Please give the number of lines in the material below that contain "flat", without further comment.

◇ ◇ ◇ ◇ ◇ ◇ ◇

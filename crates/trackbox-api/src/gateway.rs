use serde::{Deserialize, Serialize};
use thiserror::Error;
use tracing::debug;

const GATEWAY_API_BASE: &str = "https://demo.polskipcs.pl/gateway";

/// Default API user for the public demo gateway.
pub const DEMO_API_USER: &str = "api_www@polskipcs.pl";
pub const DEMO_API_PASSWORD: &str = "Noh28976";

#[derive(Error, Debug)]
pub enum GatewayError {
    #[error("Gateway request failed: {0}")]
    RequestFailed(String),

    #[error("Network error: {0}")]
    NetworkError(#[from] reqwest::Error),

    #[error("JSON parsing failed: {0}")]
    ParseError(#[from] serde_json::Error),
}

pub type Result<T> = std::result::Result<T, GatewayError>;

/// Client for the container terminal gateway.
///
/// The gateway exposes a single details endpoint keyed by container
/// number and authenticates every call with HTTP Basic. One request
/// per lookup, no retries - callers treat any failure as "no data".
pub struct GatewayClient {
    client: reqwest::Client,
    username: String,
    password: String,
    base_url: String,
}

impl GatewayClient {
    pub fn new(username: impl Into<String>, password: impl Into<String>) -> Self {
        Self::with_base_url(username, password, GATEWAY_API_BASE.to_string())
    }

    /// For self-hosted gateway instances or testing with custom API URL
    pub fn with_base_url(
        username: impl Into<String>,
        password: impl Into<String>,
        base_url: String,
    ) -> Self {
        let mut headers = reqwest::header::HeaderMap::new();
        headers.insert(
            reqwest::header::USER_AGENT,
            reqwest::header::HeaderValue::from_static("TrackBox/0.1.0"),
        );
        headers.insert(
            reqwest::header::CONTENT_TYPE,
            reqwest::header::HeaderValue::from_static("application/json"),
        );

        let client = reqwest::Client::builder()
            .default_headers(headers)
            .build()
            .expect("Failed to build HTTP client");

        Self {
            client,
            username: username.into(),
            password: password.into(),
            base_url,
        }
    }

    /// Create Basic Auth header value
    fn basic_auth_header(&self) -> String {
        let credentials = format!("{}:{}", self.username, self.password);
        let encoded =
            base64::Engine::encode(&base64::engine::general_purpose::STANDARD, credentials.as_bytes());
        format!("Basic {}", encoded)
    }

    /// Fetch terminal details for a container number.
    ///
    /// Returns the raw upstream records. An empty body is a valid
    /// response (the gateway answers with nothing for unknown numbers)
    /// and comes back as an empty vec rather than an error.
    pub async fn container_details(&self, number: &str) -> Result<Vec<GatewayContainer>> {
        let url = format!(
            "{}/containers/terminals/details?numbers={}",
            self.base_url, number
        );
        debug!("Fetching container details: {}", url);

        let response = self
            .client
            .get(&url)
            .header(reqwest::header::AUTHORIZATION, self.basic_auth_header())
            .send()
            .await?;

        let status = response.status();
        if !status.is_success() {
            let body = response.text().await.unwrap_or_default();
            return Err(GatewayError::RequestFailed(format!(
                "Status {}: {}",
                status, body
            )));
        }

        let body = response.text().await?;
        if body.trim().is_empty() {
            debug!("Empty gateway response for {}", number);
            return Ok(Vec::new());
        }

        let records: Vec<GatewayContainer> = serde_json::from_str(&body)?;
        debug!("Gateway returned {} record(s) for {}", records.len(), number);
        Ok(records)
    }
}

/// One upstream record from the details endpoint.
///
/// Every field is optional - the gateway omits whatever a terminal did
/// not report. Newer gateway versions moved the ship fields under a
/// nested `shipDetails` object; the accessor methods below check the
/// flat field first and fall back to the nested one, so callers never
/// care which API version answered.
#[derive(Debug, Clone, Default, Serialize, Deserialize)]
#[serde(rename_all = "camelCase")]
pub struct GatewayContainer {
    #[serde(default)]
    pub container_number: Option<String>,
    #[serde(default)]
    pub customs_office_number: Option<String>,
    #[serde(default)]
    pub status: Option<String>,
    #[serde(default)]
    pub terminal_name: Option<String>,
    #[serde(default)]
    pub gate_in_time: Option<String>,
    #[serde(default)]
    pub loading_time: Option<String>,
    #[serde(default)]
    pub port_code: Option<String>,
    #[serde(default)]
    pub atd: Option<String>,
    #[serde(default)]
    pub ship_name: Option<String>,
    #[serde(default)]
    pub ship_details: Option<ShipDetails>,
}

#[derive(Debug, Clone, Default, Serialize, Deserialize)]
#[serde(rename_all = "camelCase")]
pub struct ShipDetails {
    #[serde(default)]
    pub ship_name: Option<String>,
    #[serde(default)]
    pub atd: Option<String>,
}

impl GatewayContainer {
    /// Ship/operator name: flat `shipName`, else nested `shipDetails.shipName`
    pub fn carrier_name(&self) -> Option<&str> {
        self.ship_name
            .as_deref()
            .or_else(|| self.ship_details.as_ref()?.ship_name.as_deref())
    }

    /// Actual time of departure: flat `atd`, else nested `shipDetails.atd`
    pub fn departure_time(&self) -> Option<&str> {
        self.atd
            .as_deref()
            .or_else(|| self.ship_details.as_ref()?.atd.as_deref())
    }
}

◇ ◇ ◇ ◇ ◇ ◇ ◇

Response to the task:
3